Check each line of the records for "COUNT"; collect those that have it.

Available records below:

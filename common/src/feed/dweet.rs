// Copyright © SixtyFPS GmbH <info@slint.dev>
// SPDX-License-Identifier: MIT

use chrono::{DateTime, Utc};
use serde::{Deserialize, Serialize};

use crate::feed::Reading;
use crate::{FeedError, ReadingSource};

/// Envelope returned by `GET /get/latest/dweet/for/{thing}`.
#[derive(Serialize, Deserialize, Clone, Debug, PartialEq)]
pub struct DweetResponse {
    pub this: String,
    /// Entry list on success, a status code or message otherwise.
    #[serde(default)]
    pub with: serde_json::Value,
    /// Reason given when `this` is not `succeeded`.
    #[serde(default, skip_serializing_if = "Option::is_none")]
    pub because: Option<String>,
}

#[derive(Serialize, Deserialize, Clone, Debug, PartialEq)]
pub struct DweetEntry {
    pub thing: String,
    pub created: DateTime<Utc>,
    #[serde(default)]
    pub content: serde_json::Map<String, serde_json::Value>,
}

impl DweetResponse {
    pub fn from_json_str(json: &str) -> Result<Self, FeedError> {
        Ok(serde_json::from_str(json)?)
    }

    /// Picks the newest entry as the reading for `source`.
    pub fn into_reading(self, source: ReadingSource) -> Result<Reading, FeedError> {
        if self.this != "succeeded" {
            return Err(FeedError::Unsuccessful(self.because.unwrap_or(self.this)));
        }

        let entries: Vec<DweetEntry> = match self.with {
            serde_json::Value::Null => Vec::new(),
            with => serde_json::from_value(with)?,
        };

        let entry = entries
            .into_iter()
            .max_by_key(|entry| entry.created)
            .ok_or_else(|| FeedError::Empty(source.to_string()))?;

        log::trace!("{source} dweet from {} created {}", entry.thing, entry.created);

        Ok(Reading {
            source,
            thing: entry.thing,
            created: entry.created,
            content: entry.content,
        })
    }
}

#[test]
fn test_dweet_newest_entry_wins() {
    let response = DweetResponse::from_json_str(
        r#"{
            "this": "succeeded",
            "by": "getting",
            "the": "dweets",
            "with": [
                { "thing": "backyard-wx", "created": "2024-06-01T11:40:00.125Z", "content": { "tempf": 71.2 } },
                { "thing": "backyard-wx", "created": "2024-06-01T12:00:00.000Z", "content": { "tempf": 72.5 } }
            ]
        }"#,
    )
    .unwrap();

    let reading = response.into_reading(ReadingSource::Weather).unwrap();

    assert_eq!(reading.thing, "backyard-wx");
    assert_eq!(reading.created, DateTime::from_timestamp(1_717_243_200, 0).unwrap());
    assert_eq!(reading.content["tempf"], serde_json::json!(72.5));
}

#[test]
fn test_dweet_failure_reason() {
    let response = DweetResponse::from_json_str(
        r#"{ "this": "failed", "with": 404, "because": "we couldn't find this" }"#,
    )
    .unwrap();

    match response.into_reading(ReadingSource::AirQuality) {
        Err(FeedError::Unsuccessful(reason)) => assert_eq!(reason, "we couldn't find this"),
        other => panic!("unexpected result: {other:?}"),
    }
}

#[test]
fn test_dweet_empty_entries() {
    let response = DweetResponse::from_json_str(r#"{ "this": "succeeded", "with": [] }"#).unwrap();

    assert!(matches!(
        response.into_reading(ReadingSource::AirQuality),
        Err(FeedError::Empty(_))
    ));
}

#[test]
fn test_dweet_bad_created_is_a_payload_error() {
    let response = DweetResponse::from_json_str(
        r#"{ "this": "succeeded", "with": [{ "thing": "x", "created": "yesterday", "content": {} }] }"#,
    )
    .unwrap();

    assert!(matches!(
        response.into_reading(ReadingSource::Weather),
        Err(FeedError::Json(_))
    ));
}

End of Available records.
Available records below:

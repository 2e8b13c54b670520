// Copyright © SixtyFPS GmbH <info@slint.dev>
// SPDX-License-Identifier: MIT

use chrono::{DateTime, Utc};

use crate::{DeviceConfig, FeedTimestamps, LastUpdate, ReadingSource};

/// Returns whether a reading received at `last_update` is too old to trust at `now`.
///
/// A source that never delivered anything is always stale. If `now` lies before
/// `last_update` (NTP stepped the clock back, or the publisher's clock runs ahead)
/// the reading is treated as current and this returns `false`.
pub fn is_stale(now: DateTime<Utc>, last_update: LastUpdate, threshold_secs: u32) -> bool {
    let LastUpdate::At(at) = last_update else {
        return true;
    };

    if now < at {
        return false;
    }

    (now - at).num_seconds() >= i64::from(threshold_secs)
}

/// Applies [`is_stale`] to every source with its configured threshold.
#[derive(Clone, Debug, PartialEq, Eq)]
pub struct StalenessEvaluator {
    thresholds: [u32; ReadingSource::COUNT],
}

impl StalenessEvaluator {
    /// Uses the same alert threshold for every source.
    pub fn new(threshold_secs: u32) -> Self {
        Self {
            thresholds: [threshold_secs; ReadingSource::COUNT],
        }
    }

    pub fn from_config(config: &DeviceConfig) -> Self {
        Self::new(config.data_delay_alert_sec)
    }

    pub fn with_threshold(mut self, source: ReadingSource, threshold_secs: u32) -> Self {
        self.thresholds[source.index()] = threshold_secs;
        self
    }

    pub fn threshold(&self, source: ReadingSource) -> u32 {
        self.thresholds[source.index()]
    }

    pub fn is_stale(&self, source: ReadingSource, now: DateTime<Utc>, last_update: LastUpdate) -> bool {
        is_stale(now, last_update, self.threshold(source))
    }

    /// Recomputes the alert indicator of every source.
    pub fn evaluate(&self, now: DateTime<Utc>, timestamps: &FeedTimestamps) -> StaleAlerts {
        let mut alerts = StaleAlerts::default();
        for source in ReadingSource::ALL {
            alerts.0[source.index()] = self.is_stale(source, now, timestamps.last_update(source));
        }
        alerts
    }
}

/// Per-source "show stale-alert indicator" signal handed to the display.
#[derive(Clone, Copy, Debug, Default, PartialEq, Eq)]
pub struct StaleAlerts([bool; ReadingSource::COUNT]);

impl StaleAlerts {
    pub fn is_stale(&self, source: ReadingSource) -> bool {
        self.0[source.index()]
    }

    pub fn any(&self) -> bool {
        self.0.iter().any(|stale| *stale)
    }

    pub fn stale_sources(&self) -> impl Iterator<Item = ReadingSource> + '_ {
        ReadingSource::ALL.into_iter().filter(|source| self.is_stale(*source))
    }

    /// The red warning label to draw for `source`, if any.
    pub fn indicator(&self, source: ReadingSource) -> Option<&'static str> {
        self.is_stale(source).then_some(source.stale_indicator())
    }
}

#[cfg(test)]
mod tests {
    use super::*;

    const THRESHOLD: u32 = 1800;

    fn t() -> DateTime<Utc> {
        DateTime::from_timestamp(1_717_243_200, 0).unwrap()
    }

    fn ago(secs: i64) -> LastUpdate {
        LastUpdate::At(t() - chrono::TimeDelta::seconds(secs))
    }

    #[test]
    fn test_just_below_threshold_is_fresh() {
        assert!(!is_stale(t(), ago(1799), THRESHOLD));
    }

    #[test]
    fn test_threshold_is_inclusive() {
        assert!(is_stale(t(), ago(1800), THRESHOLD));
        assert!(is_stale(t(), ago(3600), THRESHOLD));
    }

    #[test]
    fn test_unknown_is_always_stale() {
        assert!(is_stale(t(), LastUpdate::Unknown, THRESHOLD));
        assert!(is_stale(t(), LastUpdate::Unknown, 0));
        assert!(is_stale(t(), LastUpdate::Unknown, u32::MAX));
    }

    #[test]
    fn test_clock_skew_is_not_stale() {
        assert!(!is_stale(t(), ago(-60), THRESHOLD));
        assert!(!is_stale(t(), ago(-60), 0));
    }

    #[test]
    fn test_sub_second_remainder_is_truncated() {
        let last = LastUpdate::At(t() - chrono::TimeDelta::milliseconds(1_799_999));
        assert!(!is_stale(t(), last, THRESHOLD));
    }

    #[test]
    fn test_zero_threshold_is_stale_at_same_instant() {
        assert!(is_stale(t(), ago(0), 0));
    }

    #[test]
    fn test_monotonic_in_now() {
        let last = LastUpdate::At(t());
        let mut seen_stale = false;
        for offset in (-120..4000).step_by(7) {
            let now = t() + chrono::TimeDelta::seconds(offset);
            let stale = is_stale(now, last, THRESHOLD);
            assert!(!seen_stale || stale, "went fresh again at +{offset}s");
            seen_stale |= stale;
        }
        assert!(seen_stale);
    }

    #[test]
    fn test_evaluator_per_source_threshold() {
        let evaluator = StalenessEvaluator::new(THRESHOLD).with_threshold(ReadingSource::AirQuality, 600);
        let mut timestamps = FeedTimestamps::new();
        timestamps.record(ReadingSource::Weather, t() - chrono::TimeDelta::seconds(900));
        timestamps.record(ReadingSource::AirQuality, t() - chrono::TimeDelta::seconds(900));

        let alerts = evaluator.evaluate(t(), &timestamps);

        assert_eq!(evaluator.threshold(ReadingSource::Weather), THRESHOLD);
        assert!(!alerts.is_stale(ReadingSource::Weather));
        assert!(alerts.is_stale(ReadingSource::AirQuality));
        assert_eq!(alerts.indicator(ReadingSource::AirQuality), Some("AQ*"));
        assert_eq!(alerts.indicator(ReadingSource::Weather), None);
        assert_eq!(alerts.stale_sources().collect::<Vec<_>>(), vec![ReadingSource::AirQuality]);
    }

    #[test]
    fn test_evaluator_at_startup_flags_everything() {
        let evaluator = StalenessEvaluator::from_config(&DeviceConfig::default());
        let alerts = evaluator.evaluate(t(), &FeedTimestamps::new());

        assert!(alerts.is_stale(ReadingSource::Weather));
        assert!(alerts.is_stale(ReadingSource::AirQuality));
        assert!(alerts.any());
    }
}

End of Available records.

Task answer:
    thresholds: [u32; ReadingSource::COUNT],
            thresholds: [threshold_secs; ReadingSource::COUNT],
pub struct StaleAlerts([bool; ReadingSource::COUNT]);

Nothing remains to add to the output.